■ **Exercise goal**
Where the records below show a line containing "missing entry succeeds", start copying; end with the line containing "without OS keychain", and copy it too.

Extracted data entries
________________________
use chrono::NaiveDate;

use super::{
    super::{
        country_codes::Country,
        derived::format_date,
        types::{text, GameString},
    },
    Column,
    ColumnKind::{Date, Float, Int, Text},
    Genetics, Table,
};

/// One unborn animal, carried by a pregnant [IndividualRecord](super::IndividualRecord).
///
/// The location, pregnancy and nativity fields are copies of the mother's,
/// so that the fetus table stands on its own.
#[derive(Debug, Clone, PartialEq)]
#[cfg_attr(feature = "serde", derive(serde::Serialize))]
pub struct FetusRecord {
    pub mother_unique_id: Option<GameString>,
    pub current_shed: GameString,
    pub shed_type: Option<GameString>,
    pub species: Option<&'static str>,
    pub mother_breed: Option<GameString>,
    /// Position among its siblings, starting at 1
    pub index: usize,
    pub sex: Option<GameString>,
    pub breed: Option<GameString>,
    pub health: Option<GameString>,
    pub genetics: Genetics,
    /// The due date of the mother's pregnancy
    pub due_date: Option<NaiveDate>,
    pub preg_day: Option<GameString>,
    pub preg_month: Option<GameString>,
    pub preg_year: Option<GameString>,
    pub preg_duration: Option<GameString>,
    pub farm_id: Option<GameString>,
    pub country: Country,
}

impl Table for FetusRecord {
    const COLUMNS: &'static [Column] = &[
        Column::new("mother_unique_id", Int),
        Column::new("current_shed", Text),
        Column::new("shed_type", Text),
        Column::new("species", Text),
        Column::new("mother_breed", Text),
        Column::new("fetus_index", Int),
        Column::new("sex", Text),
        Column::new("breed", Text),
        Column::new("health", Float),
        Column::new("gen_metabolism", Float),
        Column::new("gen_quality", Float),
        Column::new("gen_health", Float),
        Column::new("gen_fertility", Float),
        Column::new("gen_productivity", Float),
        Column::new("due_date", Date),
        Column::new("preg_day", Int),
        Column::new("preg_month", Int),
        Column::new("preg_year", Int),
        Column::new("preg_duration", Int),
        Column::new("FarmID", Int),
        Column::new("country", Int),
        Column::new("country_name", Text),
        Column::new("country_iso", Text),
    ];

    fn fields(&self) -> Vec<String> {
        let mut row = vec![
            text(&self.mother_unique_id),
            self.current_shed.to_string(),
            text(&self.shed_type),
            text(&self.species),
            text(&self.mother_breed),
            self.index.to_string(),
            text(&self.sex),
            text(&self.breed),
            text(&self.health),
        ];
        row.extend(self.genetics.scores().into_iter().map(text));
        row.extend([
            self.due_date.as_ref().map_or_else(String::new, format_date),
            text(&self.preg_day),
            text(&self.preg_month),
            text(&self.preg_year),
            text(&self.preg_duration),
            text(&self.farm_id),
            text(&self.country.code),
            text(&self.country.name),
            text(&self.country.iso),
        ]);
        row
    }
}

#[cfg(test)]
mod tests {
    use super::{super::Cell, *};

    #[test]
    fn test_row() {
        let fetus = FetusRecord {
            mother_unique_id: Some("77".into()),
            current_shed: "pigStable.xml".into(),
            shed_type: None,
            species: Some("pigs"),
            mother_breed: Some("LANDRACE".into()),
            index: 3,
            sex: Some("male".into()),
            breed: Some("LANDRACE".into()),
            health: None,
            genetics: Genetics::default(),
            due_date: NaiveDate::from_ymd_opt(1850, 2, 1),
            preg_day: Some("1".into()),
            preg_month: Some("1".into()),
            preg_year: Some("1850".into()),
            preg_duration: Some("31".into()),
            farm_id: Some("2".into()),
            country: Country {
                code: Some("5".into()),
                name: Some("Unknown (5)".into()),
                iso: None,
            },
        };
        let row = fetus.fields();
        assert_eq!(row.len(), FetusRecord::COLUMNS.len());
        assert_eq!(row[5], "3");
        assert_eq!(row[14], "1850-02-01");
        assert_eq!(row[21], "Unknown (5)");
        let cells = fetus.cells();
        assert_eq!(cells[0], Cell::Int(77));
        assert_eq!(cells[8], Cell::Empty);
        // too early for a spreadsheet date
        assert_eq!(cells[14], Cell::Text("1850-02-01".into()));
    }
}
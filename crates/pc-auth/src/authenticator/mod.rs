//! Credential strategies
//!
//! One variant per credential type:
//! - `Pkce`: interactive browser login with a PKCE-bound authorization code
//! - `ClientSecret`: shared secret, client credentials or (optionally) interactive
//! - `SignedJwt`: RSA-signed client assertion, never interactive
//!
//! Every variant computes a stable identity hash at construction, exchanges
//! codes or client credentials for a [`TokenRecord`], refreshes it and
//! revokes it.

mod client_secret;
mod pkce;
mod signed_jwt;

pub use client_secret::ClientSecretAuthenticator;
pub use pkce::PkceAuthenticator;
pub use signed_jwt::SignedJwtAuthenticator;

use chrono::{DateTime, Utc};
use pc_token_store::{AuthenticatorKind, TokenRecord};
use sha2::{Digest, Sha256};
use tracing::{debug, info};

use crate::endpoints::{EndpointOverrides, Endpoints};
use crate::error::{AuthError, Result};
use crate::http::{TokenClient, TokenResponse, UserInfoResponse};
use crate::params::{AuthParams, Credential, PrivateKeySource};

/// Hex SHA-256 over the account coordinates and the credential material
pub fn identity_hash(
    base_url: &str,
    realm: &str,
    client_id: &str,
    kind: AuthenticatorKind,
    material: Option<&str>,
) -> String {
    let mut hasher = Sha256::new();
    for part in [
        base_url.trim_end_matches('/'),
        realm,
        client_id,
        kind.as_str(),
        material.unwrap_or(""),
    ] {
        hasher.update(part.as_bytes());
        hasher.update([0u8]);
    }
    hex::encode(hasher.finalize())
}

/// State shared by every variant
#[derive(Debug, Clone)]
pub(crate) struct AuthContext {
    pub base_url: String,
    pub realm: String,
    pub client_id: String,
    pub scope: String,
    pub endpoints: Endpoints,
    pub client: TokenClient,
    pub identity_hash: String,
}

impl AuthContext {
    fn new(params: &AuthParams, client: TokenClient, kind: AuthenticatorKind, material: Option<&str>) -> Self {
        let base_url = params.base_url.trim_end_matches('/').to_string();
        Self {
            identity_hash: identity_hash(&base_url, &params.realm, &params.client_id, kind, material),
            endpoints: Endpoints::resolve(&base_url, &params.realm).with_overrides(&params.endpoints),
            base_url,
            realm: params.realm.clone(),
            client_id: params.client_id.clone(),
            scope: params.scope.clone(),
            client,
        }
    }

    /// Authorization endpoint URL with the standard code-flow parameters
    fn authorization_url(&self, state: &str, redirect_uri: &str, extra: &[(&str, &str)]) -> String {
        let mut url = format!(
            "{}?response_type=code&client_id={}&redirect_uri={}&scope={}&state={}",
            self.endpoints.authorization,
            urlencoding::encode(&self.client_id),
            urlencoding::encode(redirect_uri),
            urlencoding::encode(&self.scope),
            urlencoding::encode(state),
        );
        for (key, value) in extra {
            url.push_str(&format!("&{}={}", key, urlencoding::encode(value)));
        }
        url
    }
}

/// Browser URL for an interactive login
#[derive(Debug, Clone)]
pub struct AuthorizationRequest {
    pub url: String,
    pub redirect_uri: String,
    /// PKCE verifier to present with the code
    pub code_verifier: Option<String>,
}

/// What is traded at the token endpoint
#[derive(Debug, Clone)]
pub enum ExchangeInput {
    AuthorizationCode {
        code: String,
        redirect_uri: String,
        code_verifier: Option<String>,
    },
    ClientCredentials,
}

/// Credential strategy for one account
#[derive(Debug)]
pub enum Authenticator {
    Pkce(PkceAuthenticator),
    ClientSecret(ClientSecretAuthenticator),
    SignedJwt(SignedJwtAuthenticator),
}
________________________
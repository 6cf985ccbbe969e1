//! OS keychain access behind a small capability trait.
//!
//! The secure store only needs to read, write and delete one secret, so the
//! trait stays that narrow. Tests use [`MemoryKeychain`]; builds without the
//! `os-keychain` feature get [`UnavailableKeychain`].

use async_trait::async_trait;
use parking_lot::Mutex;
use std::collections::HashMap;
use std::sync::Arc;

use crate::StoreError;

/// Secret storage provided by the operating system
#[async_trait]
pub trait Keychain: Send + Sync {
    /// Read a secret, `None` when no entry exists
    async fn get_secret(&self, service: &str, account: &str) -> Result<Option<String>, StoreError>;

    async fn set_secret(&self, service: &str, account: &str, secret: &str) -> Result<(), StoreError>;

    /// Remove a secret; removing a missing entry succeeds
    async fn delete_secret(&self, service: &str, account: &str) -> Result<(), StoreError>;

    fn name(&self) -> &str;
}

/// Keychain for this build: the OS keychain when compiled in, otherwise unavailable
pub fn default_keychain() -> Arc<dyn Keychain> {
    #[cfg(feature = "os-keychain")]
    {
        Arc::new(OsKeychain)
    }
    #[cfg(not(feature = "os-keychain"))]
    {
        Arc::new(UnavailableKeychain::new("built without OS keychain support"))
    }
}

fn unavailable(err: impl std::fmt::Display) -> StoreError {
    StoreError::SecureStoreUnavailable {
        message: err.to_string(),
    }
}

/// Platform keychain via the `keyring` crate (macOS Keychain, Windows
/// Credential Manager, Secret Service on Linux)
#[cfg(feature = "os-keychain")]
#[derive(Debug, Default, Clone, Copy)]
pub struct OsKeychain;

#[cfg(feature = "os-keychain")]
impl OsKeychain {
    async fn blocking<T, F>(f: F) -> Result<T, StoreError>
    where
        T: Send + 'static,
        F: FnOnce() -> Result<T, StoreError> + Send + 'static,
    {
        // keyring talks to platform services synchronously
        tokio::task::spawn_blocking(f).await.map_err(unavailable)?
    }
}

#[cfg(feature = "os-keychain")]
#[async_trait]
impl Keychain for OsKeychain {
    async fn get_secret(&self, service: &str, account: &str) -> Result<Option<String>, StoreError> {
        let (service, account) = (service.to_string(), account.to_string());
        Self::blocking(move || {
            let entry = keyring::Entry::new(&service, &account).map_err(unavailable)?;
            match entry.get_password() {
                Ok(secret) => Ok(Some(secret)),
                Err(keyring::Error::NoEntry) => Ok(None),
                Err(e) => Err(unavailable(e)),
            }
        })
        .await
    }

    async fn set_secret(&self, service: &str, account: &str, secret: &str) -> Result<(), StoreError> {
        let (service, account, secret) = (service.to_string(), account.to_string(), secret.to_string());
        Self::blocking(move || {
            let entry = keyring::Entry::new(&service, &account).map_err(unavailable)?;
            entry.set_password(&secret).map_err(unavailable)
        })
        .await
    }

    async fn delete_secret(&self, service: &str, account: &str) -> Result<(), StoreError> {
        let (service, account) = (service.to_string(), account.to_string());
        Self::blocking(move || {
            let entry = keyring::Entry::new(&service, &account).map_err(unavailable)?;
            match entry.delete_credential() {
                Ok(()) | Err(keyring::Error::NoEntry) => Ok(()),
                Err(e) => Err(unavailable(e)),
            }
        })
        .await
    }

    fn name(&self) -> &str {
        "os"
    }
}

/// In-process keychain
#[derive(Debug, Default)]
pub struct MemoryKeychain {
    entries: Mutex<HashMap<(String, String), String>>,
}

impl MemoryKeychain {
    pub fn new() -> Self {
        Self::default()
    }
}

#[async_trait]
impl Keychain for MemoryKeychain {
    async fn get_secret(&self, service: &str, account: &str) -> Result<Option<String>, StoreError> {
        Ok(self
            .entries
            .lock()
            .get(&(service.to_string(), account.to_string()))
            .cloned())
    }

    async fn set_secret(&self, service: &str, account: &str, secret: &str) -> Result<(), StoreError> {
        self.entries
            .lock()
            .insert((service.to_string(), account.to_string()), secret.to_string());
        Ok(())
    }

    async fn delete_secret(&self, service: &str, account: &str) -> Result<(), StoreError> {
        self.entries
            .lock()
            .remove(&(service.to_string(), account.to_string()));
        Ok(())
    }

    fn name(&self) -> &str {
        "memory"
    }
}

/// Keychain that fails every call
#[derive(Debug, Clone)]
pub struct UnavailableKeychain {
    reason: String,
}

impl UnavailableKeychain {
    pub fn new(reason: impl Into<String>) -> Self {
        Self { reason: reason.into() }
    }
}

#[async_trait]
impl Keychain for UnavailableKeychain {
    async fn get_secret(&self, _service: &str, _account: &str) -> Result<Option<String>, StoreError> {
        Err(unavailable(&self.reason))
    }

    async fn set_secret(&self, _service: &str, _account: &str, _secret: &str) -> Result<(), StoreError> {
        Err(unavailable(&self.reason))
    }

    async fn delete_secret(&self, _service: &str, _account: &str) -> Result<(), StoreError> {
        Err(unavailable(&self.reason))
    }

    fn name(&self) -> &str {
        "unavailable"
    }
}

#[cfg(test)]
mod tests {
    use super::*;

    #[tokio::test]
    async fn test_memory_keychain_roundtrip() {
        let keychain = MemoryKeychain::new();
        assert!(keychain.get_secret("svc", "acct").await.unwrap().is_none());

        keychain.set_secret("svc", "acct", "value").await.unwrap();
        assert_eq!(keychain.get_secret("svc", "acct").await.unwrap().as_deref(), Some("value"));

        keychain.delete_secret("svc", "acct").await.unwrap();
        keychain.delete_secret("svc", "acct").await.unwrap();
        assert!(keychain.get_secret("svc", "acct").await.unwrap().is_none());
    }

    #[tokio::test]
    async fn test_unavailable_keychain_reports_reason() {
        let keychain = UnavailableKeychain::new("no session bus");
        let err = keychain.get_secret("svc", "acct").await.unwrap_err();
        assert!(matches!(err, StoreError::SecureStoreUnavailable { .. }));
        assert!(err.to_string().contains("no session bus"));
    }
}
________________________
■ **Answer to this exercise**
    /// Remove a secret; removing a missing entry succeeds
    async fn delete_secret(&self, service: &str, account: &str) -> Result<(), StoreError>;

    fn name(&self) -> &str;
}

/// Keychain for this build: the OS keychain when compiled in, otherwise unavailable
pub fn default_keychain() -> Arc<dyn Keychain> {
    #[cfg(feature = "os-keychain")]
    {
        Arc::new(OsKeychain)
    }
    #[cfg(not(feature = "os-keychain"))]
    {
        Arc::new(UnavailableKeychain::new("built without OS keychain support"))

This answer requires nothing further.